In the health-care reform debate, personal responsibility and its flip side, chronic disease, surface often but rarely with the clarity of recent dueling letters to the editor.
“Seventy-five percent of our country’s health-care costs are for chronic illnesses, and many of them – obesity, hypertension, heart disease, diabetes, complications of alcoholism, emphysema and lung cancer – can be prevented, but people with unhealthy lifestyles don’t want to put out the effort to make the change,” wrote Albuquerque physician Torre Near.
He adds that unhealthy people have no incentive to improve their lives because premiums are the same for the healthy person as they are for “the person who is fat, smokes, drinks, whose exercise is working the remote and who sees the doctor every two weeks…”
Robert Schwartz, a professor of law and pediatrics at UNM, rebuked Near for blaming one particular group for the problem. He argues that people with unhealthy habits don’t cost us more because they’ll die soon. But the nonsmokers, for example, will actually consume more health-care resources because they live longer.
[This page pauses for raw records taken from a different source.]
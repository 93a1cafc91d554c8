//! Locus core types: locators, read-only resource records, endpoints and port selection.

#![forbid(unsafe_code)]

pub mod locator;
pub mod model;
pub mod ports;
pub mod provider;

pub use locator::{Locator, ParseError, PORT_NAME_PARAM};
pub use model::{
    Endpoint, NamedPort, PodResource, ReplicaGroupResource, ServicePort, ServiceResource, TargetPort,
    WorkloadKind, WorkloadResource,
};
pub use ports::{select_port, PortCandidate};
pub use provider::ResourceProvider;

pub type Uid = [u8; 16];

pub mod prelude {
    pub use super::{
        select_port, Endpoint, Locator, NamedPort, ParseError, PodResource, PortCandidate,
        ReplicaGroupResource, ResourceProvider, ServicePort, ServiceResource, TargetPort, Uid,
        WorkloadKind, WorkloadResource,
    };
}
So there you have it. You salad eaters, joggers and nonsmokers are the problem!
But seriously, folks, Near has a point. How do we address chronic disease related to personal choices?
Back in May, Sen. Jeff Bingaman introduced The Obesity Prevention, Treatment and Research Act of 2009 to come up with “a comprehensive strategy to prevent, treat and reduce the prevalence of overweight individuals and obesity.”
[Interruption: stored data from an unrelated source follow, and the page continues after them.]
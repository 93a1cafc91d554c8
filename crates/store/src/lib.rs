//! Locus store: in-RAM cluster snapshot serving as a `ResourceProvider`.
//!
//! Objects are kept in arrival order, which is the listing order the resolver sees.
//! Ownership is indexed as `owner uid -> dependent positions`.

#![forbid(unsafe_code)]

use std::path::Path;

use anyhow::{Context, Result};
use locus_core::{
    PodResource, ReplicaGroupResource, ResourceProvider, ServiceResource, Uid, WorkloadKind, WorkloadResource,
};
use locus_kubehub::convert::{convert_value, Converted};
use rustc_hash::FxHashMap;
use serde::Deserialize;
use smallvec::SmallVec;
use tracing::{debug, info};

type OwnerIndex = FxHashMap<Uid, SmallVec<[usize; 4]>>;

/// Immutable set of records with owner indexes.
#[derive(Debug, Clone, Default)]
pub struct ClusterSnapshot {
    workloads: Vec<WorkloadResource>,
    services: Vec<ServiceResource>,
    replica_groups: Vec<ReplicaGroupResource>,
    pods: Vec<PodResource>,
    groups_by_owner: OwnerIndex,
    pods_by_owner: OwnerIndex,
}

impl ClusterSnapshot {
    /// Load manifests from a JSON or YAML (multi-document) file.
    pub fn from_path(path: &Path) -> Result<Self> {
        let mut builder = SnapshotBuilder::new();
        builder.apply_path(path)?;
        Ok(builder.freeze())
    }

    pub fn len(&self) -> usize {
        self.workloads.len() + self.services.len() + self.replica_groups.len() + self.pods.len()
    }

    pub fn is_empty(&self) -> bool { self.len() == 0 }

    pub fn workloads(&self) -> &[WorkloadResource] { &self.workloads }
    pub fn services(&self) -> &[ServiceResource] { &self.services }
}

fn index_owners<'a>(owners: impl Iterator<Item = &'a [Uid]>) -> OwnerIndex {
    let mut idx = OwnerIndex::default();
    for (pos, refs) in owners.enumerate() {
        for owner in refs {
            let slot = idx.entry(*owner).or_default();
            // an object listing the same owner twice is indexed once
            if slot.last() != Some(&pos) {
                slot.push(pos);
            }
        }
    }
    idx
}

/// Split manifest text into raw objects. JSON (object or array) or YAML documents.
pub fn parse_manifests(text: &str) -> Result<Vec<serde_json::Value>> {
    let trimmed = text.trim_start();
    if trimmed.starts_with('{') || trimmed.starts_with('[') {
        let v: serde_json::Value = serde_json::from_str(trimmed).context("decoding JSON manifests")?;
        return Ok(match v {
            serde_json::Value::Array(items) => items,
            other => vec![other],
        });
    }
    let mut out = Vec::new();
    for doc in serde_yaml::Deserializer::from_str(text) {
        let v = serde_json::Value::deserialize(doc).context("decoding YAML document")?;
        if !v.is_null() {
            out.push(v);
        }
    }
    Ok(out)
}

/// Accumulates converted objects and freezes them into a `ClusterSnapshot`.
pub struct SnapshotBuilder {
    default_namespace: String,
    workloads: Vec<WorkloadResource>,
    services: Vec<ServiceResource>,
    replica_groups: Vec<ReplicaGroupResource>,
    pods: Vec<PodResource>,
}

impl Default for SnapshotBuilder {
    fn default() -> Self { Self::new() }
}

/// Replace the record with the same uid in place, or append.
fn upsert<T>(items: &mut Vec<T>, item: T, uid_of: impl Fn(&T) -> Uid) {
    let uid = uid_of(&item);
    match items.iter().position(|x| uid_of(x) == uid) {
        Some(idx) => items[idx] = item,
        None => items.push(item),
    }
}

impl SnapshotBuilder {
    pub fn new() -> Self {
        Self {
            default_namespace: "default".to_string(),
            workloads: Vec::new(),
            services: Vec::new(),
            replica_groups: Vec::new(),
            pods: Vec::new(),
        }
    }

    /// Namespace assigned to manifests that omit `metadata.namespace`.
    pub fn with_default_namespace(mut self, ns: impl Into<String>) -> Self {
        self.default_namespace = ns.into();
        self
    }

    /// Apply one raw object. `*List` objects are expanded; kinds the resolver never reads are ignored.
    pub fn apply(&mut self, raw: serde_json::Value) -> Result<()> {
        let kind = raw.get("kind").and_then(|k| k.as_str()).unwrap_or_default().to_string();
        if kind.ends_with("List") {
            if let Some(serde_json::Value::Array(items)) = raw.get("items") {
                for item in items.iter().cloned() {
                    self.apply(item)?;
                }
            }
            return Ok(());
        }
        let Some(converted) = convert_value(raw)? else {
            debug!(kind = %kind, "ignoring object");
            return Ok(());
        };
        metrics::counter!("snapshot_objects_total", 1u64, "kind" => kind);
        let ns = &self.default_namespace;
        match converted {
            Converted::Workload(mut w) => {
                if w.namespace.is_empty() { w.namespace = ns.clone(); }
                upsert(&mut self.workloads, w, |x| x.uid);
            }
            Converted::Service(mut s) => {
                if s.namespace.is_empty() { s.namespace = ns.clone(); }
                upsert(&mut self.services, s, |x| x.uid);
            }
            Converted::ReplicaGroup(mut g) => {
                if g.namespace.is_empty() { g.namespace = ns.clone(); }
                upsert(&mut self.replica_groups, g, |x| x.uid);
            }
            Converted::Pod(mut p) => {
                if p.namespace.is_empty() { p.namespace = ns.clone(); }
                upsert(&mut self.pods, p, |x| x.uid);
            }
        }
        Ok(())
    }

    pub fn apply_all(&mut self, batch: impl IntoIterator<Item = serde_json::Value>) -> Result<()> {
        for raw in batch {
            self.apply(raw)?;
        }
        Ok(())
    }

    /// Apply every manifest found in a JSON or YAML file.
    pub fn apply_path(&mut self, path: &Path) -> Result<()> {
        let text = std::fs::read_to_string(path).with_context(|| format!("reading {}", path.display()))?;
        let docs = parse_manifests(&text).with_context(|| format!("parsing {}", path.display()))?;
        let count = docs.len();
        self.apply_all(docs).with_context(|| format!("loading {}", path.display()))?;
        info!(path = %path.display(), documents = count, "manifests loaded");
        Ok(())
    }

    pub fn freeze(&self) -> ClusterSnapshot {
        ClusterSnapshot {
            groups_by_owner: index_owners(self.replica_groups.iter().map(|g| g.owner_references.as_slice())),
            pods_by_owner: index_owners(self.pods.iter().map(|p| p.owner_references.as_slice())),
            workloads: self.workloads.clone(),
            services: self.services.clone(),
            replica_groups: self.replica_groups.clone(),
            pods: self.pods.clone(),
        }
    }
}

fn owned<'a, T>(items: &'a [T], idx: &OwnerIndex, owner: &Uid, in_ns: impl Fn(&T) -> bool) -> Vec<T>
where
    T: Clone + 'a,
{
    idx.get(owner)
        .into_iter()
        .flatten()
        .filter_map(|pos| items.get(*pos))
        .filter(|item| in_ns(item))
        .cloned()
        .collect()
}

#[async_trait::async_trait]
impl ResourceProvider for ClusterSnapshot {
    async fn get_workload(&self, kind: WorkloadKind, namespace: &str, name: &str) -> Result<Option<WorkloadResource>> {
        Ok(self
            .workloads
            .iter()
            .find(|w| w.kind == kind && w.namespace == namespace && w.name == name)
            .cloned())
    }

    async fn list_services(&self, namespace: &str) -> Result<Vec<ServiceResource>> {
        Ok(self.services.iter().filter(|s| s.namespace == namespace).cloned().collect())
    }

    async fn list_replica_groups_owned_by(&self, namespace: &str, owner: &Uid) -> Result<Vec<ReplicaGroupResource>> {
        Ok(owned(&self.replica_groups, &self.groups_by_owner, owner, |g| g.namespace == namespace))
    }

    async fn list_pods_owned_by(&self, namespace: &str, owner: &Uid) -> Result<Vec<PodResource>> {
        Ok(owned(&self.pods, &self.pods_by_owner, owner, |p| p.namespace == namespace))
    }

    async fn get_service(&self, namespace: &str, name: &str) -> Result<Option<ServiceResource>> {
        Ok(self.services.iter().find(|s| s.namespace == namespace && s.name == name).cloned())
    }

    async fn get_pod(&self, namespace: &str, name: &str) -> Result<Option<PodResource>> {
        Ok(self.pods.iter().find(|p| p.namespace == namespace && p.name == name).cloned())
    }
}

#[cfg(test)]
mod tests {
    use super::*;

    #[test]
    fn yaml_documents_are_split() {
        let text = "---\napiVersion: v1\nkind: Pod\nmetadata:\n  name: a\n---\napiVersion: v1\nkind: Pod\nmetadata:\n  name: b\n";
        let docs = parse_manifests(text).expect("parse");
        assert_eq!(docs.len(), 2);
        assert_eq!(docs[1]["metadata"]["name"], "b");
    }

    #[test]
    fn json_array_is_flattened() {
        let docs = parse_manifests(r#"[{"kind":"Pod"},{"kind":"Service"}]"#).expect("parse");
        assert_eq!(docs.len(), 2);
    }

    #[test]
    fn owner_index_dedups_repeated_owner() {
        let a = [[1u8; 16], [1u8; 16]];
        let b = [[1u8; 16]];
        let idx = index_owners(vec![&a[..], &b[..]].into_iter());
        assert_eq!(idx.get(&[1u8; 16]).map(|v| v.as_slice()), Some(&[0usize, 1][..]));
    }
}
Do we really need more research to tell us how fat we are? Not really. Can obesity be addressed in a government program? No and maybe. Let me explain.
One recent study says of eating habits and weight gain: Like mother, like daughter; like father, like son. Another reports that nearly 36 percent of black Americans, 29 percent of Hispanics, and 24 percent of whites are obese. A Center for Disease Control epidemiologist said poverty limits food choices but added that Blacks and Hispanics are more accepting of high weight.
I would argue the notion of acceptance. Looking at my own family, it’s really a sense of resignation: When everyone around you is heavy and has diabetes, that’s your expectation for yourself. When all the people in your life can’t live without a Big Mac and fries, what will you learn?
And yet, even my family has its success stories. My nephew lost 150 pounds and boasts a normal weight for the first time in his life. What was the trigger?
“Nothing, really,” he said. “It was just time.”
Any particular diet?
“No, I just tried to eat better – more fruit and vegetables – and started taking a walk after dinner.” As he lost weight, his walks grew longer. Then he took up hiking. His wife joined him and lost 60 pounds.
The point is, he knew he had a problem – they all do – and he knew what he needed to do. His journey began, literally, with a single step.
The market for health-care coverage is dysfunctional, but the weight-loss market is pretty effective. (Same for smoking cessation.) It’s not hard to find a gym, a Weight Watchers or Jenny Craig program, or a diet book, and grocery store shelves bulge with healthy choices.
But the market doesn’t serve poor people, so there’s a modest role for government. Improving school lunches is a step. Bingaman’s bill would increase funding to the Department of Agriculture’s Fresh Fruit and Vegetable Program, among other things.
Even more can be done locally. Las Cruces has a community-wide obesity prevention effort aimed at families and kids. And a few years ago Zuni Pueblo, responding to spiraling diabetes rates, built a walking trail and launched a public information campaign.
With community programs, there’s less Big Brother and more, We’re All In This Together.